• **DATA FOR REVIEW**:

◆ ◆ ◆ ◆

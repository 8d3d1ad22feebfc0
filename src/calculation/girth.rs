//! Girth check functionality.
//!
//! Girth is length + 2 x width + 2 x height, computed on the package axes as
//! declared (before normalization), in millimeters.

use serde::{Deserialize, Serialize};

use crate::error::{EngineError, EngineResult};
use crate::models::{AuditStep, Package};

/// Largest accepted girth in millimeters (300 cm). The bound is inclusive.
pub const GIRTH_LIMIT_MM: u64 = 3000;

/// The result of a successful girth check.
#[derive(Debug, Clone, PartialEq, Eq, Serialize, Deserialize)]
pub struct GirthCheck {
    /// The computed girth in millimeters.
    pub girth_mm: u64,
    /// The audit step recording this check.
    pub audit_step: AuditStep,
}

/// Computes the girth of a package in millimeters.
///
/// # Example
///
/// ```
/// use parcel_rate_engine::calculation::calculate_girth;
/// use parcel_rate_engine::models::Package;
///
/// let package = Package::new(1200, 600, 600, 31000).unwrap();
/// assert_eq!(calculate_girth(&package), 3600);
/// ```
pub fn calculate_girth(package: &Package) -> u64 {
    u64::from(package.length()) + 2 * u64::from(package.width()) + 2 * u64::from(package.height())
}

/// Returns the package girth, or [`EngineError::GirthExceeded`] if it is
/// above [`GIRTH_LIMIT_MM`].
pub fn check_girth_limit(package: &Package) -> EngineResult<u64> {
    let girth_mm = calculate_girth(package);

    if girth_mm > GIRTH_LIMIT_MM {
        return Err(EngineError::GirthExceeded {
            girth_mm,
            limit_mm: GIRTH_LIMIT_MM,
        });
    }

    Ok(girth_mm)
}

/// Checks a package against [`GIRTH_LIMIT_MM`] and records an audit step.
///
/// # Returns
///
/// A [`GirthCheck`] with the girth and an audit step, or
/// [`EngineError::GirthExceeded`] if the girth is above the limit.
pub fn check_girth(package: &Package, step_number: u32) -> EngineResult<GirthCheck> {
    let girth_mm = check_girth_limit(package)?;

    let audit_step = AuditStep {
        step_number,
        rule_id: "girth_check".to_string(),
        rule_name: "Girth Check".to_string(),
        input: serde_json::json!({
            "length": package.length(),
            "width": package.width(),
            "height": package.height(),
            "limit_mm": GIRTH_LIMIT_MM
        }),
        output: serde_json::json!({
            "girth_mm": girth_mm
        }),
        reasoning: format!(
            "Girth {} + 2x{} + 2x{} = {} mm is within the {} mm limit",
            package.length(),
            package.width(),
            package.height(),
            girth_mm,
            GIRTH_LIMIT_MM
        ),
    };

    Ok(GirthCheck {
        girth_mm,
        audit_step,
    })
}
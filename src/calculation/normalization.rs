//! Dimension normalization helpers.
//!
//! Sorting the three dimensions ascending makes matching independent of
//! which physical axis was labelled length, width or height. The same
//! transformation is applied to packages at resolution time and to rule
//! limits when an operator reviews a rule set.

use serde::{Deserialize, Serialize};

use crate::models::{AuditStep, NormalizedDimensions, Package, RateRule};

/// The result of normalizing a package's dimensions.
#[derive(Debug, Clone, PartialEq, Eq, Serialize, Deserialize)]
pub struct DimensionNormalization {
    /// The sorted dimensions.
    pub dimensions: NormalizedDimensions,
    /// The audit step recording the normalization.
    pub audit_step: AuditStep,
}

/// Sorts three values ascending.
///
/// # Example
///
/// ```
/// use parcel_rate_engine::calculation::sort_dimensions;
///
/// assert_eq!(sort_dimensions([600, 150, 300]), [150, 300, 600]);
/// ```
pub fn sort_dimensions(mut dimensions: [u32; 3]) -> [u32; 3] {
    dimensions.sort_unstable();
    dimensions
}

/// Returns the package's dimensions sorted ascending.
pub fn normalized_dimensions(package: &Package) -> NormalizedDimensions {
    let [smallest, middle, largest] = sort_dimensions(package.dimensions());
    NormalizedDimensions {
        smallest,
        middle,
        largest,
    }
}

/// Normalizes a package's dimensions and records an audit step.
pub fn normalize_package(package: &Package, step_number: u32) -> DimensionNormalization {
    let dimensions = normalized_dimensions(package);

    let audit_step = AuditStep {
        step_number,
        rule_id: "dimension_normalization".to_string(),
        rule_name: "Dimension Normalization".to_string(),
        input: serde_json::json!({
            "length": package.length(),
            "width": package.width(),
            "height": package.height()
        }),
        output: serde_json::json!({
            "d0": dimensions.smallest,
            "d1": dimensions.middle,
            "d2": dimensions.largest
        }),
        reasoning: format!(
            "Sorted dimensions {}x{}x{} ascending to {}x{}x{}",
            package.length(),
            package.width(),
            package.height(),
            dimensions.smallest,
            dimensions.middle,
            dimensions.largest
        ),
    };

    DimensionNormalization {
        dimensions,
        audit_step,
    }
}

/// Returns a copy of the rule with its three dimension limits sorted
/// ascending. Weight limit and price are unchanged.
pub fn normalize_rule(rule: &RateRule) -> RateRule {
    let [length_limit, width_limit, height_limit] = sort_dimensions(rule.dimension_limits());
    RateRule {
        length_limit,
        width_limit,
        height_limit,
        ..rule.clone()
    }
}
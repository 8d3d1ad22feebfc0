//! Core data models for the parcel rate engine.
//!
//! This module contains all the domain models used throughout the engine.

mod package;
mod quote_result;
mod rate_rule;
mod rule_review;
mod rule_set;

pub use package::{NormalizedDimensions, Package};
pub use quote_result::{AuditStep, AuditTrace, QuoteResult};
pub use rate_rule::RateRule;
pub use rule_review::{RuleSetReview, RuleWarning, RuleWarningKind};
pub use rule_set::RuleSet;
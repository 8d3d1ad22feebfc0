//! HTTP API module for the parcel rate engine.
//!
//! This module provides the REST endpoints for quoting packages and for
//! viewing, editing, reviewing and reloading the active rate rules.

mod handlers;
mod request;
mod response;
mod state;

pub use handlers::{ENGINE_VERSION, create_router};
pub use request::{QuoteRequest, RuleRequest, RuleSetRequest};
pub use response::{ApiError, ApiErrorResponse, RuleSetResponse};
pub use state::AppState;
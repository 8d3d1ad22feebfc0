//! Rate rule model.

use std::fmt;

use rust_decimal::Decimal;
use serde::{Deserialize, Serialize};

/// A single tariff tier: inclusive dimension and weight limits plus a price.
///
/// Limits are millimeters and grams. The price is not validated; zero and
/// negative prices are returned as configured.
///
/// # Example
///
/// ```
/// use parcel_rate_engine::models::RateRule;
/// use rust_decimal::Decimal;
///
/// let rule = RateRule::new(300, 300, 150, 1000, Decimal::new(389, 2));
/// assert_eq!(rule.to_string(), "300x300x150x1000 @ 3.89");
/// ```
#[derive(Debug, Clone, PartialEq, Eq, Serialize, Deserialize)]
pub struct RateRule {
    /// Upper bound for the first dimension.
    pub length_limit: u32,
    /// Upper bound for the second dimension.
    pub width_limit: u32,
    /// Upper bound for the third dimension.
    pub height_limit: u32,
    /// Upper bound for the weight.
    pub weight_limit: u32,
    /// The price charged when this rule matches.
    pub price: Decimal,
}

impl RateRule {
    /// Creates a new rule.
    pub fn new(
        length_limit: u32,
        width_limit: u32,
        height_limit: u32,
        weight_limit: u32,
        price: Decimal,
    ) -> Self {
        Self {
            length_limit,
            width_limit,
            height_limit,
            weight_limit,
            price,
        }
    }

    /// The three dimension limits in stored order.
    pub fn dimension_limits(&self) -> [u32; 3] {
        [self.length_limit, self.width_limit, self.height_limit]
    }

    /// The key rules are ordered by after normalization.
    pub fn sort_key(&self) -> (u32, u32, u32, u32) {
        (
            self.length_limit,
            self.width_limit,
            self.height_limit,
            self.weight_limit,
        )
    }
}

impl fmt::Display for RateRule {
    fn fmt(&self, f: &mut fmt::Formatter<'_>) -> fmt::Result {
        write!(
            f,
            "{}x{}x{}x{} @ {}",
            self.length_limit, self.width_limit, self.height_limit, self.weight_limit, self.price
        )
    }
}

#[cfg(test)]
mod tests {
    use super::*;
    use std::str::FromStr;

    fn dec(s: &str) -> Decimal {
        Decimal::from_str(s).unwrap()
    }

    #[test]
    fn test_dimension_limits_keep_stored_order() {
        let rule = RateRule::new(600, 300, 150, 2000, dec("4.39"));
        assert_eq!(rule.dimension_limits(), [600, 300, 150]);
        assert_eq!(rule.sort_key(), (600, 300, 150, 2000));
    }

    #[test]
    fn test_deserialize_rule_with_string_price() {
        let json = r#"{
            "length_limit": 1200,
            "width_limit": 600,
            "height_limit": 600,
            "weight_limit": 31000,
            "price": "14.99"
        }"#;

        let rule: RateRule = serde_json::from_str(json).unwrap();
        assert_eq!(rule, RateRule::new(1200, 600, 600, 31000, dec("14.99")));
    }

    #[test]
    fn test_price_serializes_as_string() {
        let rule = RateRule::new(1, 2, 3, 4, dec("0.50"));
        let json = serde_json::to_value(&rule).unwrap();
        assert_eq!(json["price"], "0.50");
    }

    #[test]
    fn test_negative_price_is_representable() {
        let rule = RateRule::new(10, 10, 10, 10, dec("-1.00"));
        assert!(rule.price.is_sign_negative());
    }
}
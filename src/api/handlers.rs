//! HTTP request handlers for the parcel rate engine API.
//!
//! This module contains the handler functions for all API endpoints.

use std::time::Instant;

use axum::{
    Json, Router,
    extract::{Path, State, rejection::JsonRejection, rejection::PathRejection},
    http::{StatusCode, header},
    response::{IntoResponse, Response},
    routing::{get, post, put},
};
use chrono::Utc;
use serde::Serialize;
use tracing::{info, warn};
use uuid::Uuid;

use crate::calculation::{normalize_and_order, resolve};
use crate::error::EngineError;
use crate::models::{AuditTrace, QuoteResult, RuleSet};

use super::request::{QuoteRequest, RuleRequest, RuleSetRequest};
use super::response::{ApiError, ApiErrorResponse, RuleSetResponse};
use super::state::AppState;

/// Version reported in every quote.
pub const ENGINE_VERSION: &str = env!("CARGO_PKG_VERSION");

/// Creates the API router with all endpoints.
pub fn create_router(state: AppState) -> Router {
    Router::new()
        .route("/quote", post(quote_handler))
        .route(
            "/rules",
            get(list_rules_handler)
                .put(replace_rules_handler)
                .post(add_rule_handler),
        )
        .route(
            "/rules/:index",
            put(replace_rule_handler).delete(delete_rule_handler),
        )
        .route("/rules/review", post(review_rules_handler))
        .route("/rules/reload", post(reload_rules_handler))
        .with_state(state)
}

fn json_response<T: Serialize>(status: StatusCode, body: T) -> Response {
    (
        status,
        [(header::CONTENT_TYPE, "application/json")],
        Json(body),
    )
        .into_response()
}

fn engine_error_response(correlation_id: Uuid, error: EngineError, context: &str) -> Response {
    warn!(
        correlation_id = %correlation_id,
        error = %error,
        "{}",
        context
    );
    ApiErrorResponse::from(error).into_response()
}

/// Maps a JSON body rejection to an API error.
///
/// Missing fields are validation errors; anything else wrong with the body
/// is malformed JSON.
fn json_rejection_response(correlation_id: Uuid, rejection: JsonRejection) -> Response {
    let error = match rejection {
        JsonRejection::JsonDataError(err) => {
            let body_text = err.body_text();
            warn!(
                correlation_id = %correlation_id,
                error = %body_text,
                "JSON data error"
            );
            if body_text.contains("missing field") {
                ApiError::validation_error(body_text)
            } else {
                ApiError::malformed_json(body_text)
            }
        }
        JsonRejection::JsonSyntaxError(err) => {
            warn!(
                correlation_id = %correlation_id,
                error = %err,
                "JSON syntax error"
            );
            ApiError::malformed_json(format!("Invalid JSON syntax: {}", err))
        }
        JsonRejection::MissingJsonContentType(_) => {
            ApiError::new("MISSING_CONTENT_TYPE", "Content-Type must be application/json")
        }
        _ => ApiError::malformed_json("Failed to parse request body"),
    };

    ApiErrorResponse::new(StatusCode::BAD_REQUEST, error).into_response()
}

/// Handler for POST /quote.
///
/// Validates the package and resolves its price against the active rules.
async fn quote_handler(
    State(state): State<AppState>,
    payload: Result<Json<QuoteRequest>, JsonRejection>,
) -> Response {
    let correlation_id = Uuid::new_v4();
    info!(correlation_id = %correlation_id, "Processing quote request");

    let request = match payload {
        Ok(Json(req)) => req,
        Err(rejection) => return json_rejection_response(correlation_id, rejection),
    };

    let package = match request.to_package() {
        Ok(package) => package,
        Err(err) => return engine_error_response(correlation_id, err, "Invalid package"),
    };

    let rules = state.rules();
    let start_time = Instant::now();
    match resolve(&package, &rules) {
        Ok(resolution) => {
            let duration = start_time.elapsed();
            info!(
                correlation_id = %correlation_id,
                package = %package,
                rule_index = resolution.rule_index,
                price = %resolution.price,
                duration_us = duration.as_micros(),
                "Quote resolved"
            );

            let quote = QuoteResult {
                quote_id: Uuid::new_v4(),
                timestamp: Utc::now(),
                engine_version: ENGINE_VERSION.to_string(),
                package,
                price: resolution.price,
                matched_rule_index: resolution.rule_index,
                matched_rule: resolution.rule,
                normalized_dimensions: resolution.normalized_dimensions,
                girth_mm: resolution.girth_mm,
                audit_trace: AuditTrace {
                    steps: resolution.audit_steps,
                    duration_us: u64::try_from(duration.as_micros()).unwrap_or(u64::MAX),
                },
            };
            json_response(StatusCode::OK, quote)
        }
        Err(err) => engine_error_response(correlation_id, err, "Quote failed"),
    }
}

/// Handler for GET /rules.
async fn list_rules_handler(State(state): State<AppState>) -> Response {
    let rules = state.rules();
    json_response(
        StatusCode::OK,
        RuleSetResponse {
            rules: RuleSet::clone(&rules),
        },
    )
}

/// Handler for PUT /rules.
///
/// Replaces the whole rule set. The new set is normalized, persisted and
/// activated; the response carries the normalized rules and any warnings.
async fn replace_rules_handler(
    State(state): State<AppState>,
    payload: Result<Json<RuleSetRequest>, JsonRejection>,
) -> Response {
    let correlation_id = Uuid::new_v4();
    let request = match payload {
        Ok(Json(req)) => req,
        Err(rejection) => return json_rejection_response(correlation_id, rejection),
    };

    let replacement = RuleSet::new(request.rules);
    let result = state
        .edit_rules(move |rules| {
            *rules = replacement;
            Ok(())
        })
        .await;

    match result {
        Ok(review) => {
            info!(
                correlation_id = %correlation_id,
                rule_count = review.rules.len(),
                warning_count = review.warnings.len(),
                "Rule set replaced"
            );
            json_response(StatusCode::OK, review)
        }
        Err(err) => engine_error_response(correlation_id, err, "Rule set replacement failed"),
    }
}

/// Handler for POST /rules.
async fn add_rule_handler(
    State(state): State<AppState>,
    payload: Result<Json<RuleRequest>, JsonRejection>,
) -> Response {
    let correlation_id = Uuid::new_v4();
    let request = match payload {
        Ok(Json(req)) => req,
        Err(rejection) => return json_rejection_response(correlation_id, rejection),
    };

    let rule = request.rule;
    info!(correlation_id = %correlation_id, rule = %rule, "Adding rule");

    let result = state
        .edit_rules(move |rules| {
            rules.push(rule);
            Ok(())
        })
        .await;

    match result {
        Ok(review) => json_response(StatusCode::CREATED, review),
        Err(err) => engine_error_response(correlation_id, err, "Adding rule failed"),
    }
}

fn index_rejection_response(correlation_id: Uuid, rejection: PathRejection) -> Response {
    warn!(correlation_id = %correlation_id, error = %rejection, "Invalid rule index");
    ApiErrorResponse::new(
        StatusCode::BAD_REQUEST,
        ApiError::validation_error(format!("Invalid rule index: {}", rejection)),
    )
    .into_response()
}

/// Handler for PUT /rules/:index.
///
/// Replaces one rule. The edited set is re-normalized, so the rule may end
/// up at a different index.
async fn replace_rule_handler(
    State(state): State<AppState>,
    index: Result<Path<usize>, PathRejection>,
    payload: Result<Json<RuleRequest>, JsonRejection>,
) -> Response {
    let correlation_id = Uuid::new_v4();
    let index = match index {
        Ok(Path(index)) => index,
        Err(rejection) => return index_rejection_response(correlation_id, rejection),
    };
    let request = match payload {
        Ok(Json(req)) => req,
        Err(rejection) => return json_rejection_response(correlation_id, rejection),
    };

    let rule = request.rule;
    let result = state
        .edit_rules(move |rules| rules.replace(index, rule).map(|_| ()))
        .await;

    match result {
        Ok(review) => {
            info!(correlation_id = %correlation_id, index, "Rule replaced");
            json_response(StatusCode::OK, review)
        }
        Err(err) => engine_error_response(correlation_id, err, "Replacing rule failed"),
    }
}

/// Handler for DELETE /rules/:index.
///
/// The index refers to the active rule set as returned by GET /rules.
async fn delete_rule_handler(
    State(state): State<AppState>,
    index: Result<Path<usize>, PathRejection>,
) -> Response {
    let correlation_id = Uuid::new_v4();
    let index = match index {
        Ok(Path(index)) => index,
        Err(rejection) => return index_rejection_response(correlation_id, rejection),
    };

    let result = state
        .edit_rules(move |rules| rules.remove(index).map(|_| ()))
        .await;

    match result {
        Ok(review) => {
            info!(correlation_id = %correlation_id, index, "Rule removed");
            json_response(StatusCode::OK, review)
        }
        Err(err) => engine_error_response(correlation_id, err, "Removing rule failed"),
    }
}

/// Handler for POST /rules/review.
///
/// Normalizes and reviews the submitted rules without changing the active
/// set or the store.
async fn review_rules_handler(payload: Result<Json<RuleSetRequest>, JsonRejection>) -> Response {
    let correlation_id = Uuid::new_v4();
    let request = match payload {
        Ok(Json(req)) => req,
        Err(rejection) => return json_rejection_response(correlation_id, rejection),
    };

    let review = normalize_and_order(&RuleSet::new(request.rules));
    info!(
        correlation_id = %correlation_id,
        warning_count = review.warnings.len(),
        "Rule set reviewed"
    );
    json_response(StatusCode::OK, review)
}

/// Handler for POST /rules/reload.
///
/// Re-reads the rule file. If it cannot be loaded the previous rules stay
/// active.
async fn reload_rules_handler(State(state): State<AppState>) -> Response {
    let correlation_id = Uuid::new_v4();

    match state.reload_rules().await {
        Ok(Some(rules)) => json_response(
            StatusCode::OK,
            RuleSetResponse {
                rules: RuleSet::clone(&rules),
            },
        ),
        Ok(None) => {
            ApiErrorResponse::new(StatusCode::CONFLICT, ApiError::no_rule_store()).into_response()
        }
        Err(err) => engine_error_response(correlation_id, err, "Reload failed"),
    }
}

◆ ◆ ◆ ◆

• **PROBLEM DETAILS**:
Scan the data above; copy every line where "const" appears.

• **OUTPUT BELOW**:
pub const GIRTH_LIMIT_MM: u64 = 3000;
pub const ENGINE_VERSION: &str = env!("CARGO_PKG_VERSION");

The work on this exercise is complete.